Maybe there was something wrong with how I typed it?
As I said, I do not think that nix run is influenced by the setting that you set in configuration.nix. Especially not if you run it as your user.
Also, using nix run is not installing for everyone through configuration.nix.
As far as I remember (can’t access my homes computer config right now, as I’m in the office), I just added pkgs.hplip to services.printing.drivers and then ran sudo hp-setup -i (or something like that for terminal mode) which then crashed shortly after printing the URL of the printer, which I then was able to use to configure CUPS through the web-UI in a imperative way.
If I don’t forget it, I’ll take a look at my config again when I’m back home and the kids are sleeping.
I figured out part of my problem.
I’m doing the setup in VirtualBox before I move it onto bare metal and I did not have the network set to bridged.
When I fixed that, I was able to use your advice to get one of the printers working through the web-UI.
The other printer (an HP LaserJet Pro P1102w) requires a proprietary plugin from HP. Grrr… That one always drives me nuts. LOL
I tried typing “hp-plugin -i” in the terminal emulator. Everything looked like it was going to work, but then it gave me an error:
Creating directory plugin_tmp
Verifying archive integrity… All good.
Uncompressing HPLIP 3.19.12 Plugin Self Extracting Archive…
/home/user/.hplip/hplip-3.19.12-plugin.run: ./hplip-plugin-install: /bin/bash: bad interpreter: No such file or directory
error: Python gobject/dbus may be not installed
Done.
pythonFull, python3Full, and dbus are all installed.
Also bash is installed;
which bash
returns:
/run/current-system/sw/bin/bash
I also tried installing
python38Packages.pygobject3
and
python27Packages.pygobject2
to no avail.
So I’m not sure what is missing.
Any additional thoughts would be more than welcome.
Thanks for helping.
Study the error carefully, it complains that a certain interpreter is not available, it seems as if the file complaining does come from a script in your homefolder, it is probably not managed by nix, but something else. Find that file and change the shebang to /usr/bin/env bash that should work as a quick fix.
Unfortunately, I cannot find any scripts in my home directory. It’s brand new and I haven’t put any in there yet. I even tried grepping for #! (both with and without escaping them). I don’t see anything executable either.

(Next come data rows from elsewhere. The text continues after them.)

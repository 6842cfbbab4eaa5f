//! # API Handlers
//!
//! Demo controllers whose only purpose is to raise each kind of fault, plus the
//! service information and OpenAPI endpoints.

use axum::{
    http::{StatusCode, Uri},
    response::Json,
};
use utoipa::OpenApi;

use crate::error::Fault;
use crate::models::ServiceInfo;
use crate::server::ApiDoc;

pub mod exception;
pub mod security;
pub mod validation;

/// Root handler that returns basic service information
#[utoipa::path(
    get,
    path = "/",
    responses(
        (status = 200, description = "Service information", body = ServiceInfo)
    ),
    tag = "root"
)]
pub async fn root() -> Json<ServiceInfo> {
    Json(ServiceInfo::default())
}

/// OpenAPI document describing the demo routes and the error record
pub async fn openapi() -> Json<utoipa::openapi::OpenApi> {
    Json(ApiDoc::openapi())
}

/// Fallback for unmatched routes
pub async fn fallback(uri: Uri) -> Fault {
    tracing::debug!(path = %uri.path(), "No route matched");
    Fault::declared(StatusCode::NOT_FOUND, "No message available")
}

This is what the error says, so yes, due to the nesting its probably that hplib-plugin-install has been created/extracted from the hplip-3.19.12-plugin.run in which case I also have no clue how to continue, except for trying either an FHSenv (which though might fail to install the printer into the regular system) or temporarily creating /bin/bash linking to your profiles bash, which in itself is dirty enough to not do it…
Also its very likely that after installation again, other expected pathes might be hardcoded and lead to breakage later on…
Thanks for the response. I have that in mine as well. Unfortunately, I think the problem is with how HP wrote their proprietary plugin. I think they expected and hard-coded for a standard file hierarchy.
I’m a little confused on this too, I understand now the distinction between the (system-level) /etc/nixos/configuration.nix and the (user-level) config.nix, but on a fresh install, I don’t have a config.nixanywhere in my home folder. Is it supposed to be created manually?
For that matter I don’t have a ~/.config/nixpkgs directory either, nor a ~/.nixpkgs. The former of which was specified by the error from nix-env, and the latter I’m not sure where @meolar got that from?.. I’m still learning so might’ve missed something in the manual about the user-level setup, I’ve been mostly focusing on the system stuff so far.
Thank you, I discovered you do have to create it yourself. And that part is in the manual, my bad (there are too many “sections” of manuals, it’s really confusing)
And I figured I shouldn’t clog up the forum for a relatively simple question, doesn’t this one get bumped to the front page if I reply?